Reconocidos salseros expresaron su temor de que el género de la salsa se extinga debido al cierre de clubes de baile en Nueva York y Puerto Rico, la escasez de orquestas juveniles y la preferencia de los jóvenes por el reggaetón.
“Yo no entiendo lo que pasó. En Nueva York ya no hay salones de baile, y pensar que antes había como 15 o 20“, comentó Rubén Blades, quien el sábado pasado ofreció un concierto en San Juan.
El cantante panameño, junto a otros reconocidos artistas como Bobby Valentín, Willie Rosario, El Gran Combo de Puerto Rico y los ya desaparecidos Ismael Rivera y Héctor Lavoe, se presentaba casi semanalmente en clubes en Nueva York como El Corso, Broadway 96 y Casablanca durante las décadas de 1970 y 1980.
“La salsa no ha muerto, pues sé de grupos de salsa en Latvia (Letonia), Suecia, Japón y África. Es muy raro, pero como dice el refrán: en casa de herrero, cuchillo de palo”, agregó Blades.
En Puerto Rico, mientras tanto, clubes como Montecasino, El Caborrojeño y Lomas del Sol, y las hospederías Caribe Hilton y el Hotel San Juan, también fueron lugares prominentes para los salseros.

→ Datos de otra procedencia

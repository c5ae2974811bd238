//! Typed event registration and dispatch.
//!
//! The supervisor publishes lifecycle events ([`EventKey`] built-ins) and
//! applications may define their own string-keyed events. Listeners are
//! plain callables invoked in registration order; a panicking listener is
//! isolated, reported, and never unwinds the dispatcher.

use std::collections::HashMap;
use std::panic::{self, AssertUnwindSafe, Location};

use serde_json::Value;
use tracing::error;

use crate::error::DaemonError;

/// Event identity.
///
/// Built-in lifecycle events are a closed set; user-defined events live in
/// a distinct string-keyed space and may not shadow a built-in name.
#[derive(Debug, Clone, PartialEq, Eq, Hash)]
pub enum EventKey {
    /// A recoverable error was recorded.
    Error,
    /// An OS signal was received; payload carries the signal number.
    Signal,
    /// Initialization finished; fired before the application's setup.
    Init,
    /// Start of a run-loop iteration, before the application executes.
    Run,
    /// A child process is about to be forked.
    Fork,
    /// The process id changed (daemonize); payload carries the new pid.
    NewPid,
    /// The process is about to replace itself.
    Restart,
    /// Normal loop exit; counterpart to `Init`.
    Shutdown,
    /// Application-defined event.
    Custom(String),
}

impl EventKey {
    const BUILTIN_NAMES: &'static [&'static str] = &[
        "error", "signal", "init", "run", "fork", "newpid", "restart", "shutdown",
    ];

    /// Create a user-defined event key.
    ///
    /// Names colliding with a built-in event (case-insensitively) are
    /// rejected so the two spaces cannot overlap.
    pub fn custom(name: impl Into<String>) -> Result<Self, DaemonError> {
        let name = name.into();
        if Self::BUILTIN_NAMES.contains(&name.to_ascii_lowercase().as_str()) {
            return Err(DaemonError::EventKeyReserved { name });
        }
        Ok(EventKey::Custom(name))
    }

    /// Stable name for logging.
    pub fn as_str(&self) -> &str {
        match self {
            EventKey::Error => "error",
            EventKey::Signal => "signal",
            EventKey::Init => "init",
            EventKey::Run => "run",
            EventKey::Fork => "fork",
            EventKey::NewPid => "newpid",
            EventKey::Restart => "restart",
            EventKey::Shutdown => "shutdown",
            EventKey::Custom(name) => name,
        }
    }
}

/// A dispatched event: key plus structured payload.
#[derive(Debug, Clone)]
pub struct Event {
    pub key: EventKey,
    pub payload: Value,
}

impl Event {
    /// Create an event with an empty payload.
    pub fn new(key: EventKey) -> Self {
        Self {
            key,
            payload: Value::Null,
        }
    }

    /// Attach a payload.
    pub fn with_payload(mut self, payload: Value) -> Self {
        self.payload = payload;
        self
    }
}

/// Listener callable. Receives a borrowed event; must not panic, but a
/// panic is contained if it does.
pub type Listener = Box<dyn FnMut(&Event) + Send + Sync>;

/// Opaque handle identifying one registered listener.
#[derive(Debug, Clone, PartialEq, Eq)]
pub struct ListenerHandle {
    key: EventKey,
    slot: u64,
}

impl ListenerHandle {
    /// The event this handle is registered under.
    pub fn key(&self) -> &EventKey {
        &self.key
    }
}

struct Slot {
    id: u64,
    origin: &'static Location<'static>,
    callback: Listener,
}

/// Ordered listener registry with isolated dispatch.
#[derive(Default)]
pub struct EventBus {
    slots: HashMap<EventKey, Vec<Slot>>,
    next_slot: u64,
}

impl EventBus {
    /// Create an empty bus.
    pub fn new() -> Self {
        Self::default()
    }

    /// Register a listener at the end of the event's list.
    ///
    /// The registration site is captured for failure reports.
    #[track_caller]
    pub fn on(&mut self, key: EventKey, callback: Listener) -> ListenerHandle {
        let id = self.next_slot;
        self.next_slot += 1;

        let origin = Location::caller();
        self.slots.entry(key.clone()).or_default().push(Slot {
            id,
            origin,
            callback,
        });

        ListenerHandle { key, slot: id }
    }

    /// Remove a listener, returning the callable it held.
    ///
    /// A stale handle (already removed, or never valid) yields `None`.
    pub fn off(&mut self, handle: &ListenerHandle) -> Option<Listener> {
        let slots = self.slots.get_mut(&handle.key)?;
        let idx = slots.iter().position(|s| s.id == handle.slot)?;
        Some(slots.remove(idx).callback)
    }

    /// Number of listeners registered for an event.
    pub fn listener_count(&self, key: &EventKey) -> usize {
        self.slots.get(key).map_or(0, Vec::len)
    }

    /// Invoke every listener registered for the event, in insertion order.
    ///
    /// A listener panic is caught, reported at ERROR severity with the
    /// event key, slot id, and registration site, and dispatch continues
    /// with the remaining listeners.
    pub fn dispatch(&mut self, key: &EventKey, payload: Value) {
        let event = Event {
            key: key.clone(),
            payload,
        };
        let Some(slots) = self.slots.get_mut(key) else {
            return;
        };

        for slot in slots.iter_mut() {
            invoke_contained(slot, &event);
        }
    }

    /// Invoke exactly one listener, identified by its handle.
    pub fn dispatch_to(&mut self, handle: &ListenerHandle, payload: Value) {
        let event = Event {
            key: handle.key.clone(),
            payload,
        };
        let Some(slots) = self.slots.get_mut(&handle.key) else {
            return;
        };

        if let Some(slot) = slots.iter_mut().find(|s| s.id == handle.slot) {
            invoke_contained(slot, &event);
        }
    }
}

/// Run one listener behind an unwind boundary.
fn invoke_contained(slot: &mut Slot, event: &Event) {
    let result = panic::catch_unwind(AssertUnwindSafe(|| (slot.callback)(event)));

    if let Err(payload) = result {
        let message = if let Some(msg) = payload.downcast_ref::<&'static str>() {
            (*msg).to_string()
        } else if let Some(msg) = payload.downcast_ref::<String>() {
            msg.clone()
        } else {
            "unknown panic".to_string()
        };

        error!(
            event = event.key.as_str(),
            slot = slot.id,
            registered_at = %slot.origin,
            "listener panicked: {message}"
        );
    }
}

#[cfg(test)]
#[path = "events_tests.rs"]
mod tests;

El director y fundador de El Gran Combo, Rafael Ithier, señaló que en una ocasión un amigo suyo en Colombia le dijo que extrañaba que en Puerto Rico ya no existieran lugares para bailar salsa, por lo que teme que el género se extinga y se quede sin sus grandes figuras.
“Hay una serie de muchachos nuevos que tienen un talento increíble, pero no le dan difusión ni apoyo”, resaltó. Jerry Rivas, uno de los principales cantantes de El Gran Combo, recalcó que apoyen la salsa.
Del mismo modo, Willie Rosario opinó que la salsa está bastante prostituida debido al rechazo de las nuevas generaciones, que prefieren el reggaetón para los bailes de graduación.
Agrupaciones juveniles de salsa en Puerto Rico como NKlabe, y San Juan-Habana no han tenido la acogida que tuvieron las grandes orquestas en décadas pasadas. En búsqueda de establecer un mensaje de que la salsa no estaba muerta, salseros como Gilberto Santa Rosa, Andy Montañez y Óscar D León, y reggaetoneros como Tego Calderón, Don Omar y John Erick, se unieron para lanzar en 2006 el disco Los Cocorocos, que fusionó ambos géneros.
El reggaetón estuvo marginado en sus inicios en Puerto Rico a principios de los noventa, cuando las tiendas se negaban a vender los discos y los premios musicales del exterior no los incluían en sus categorías.
Pero, poco a poco, el género comenzó a hacerse un lugar en Latinoamérica y en los Estados Unidos.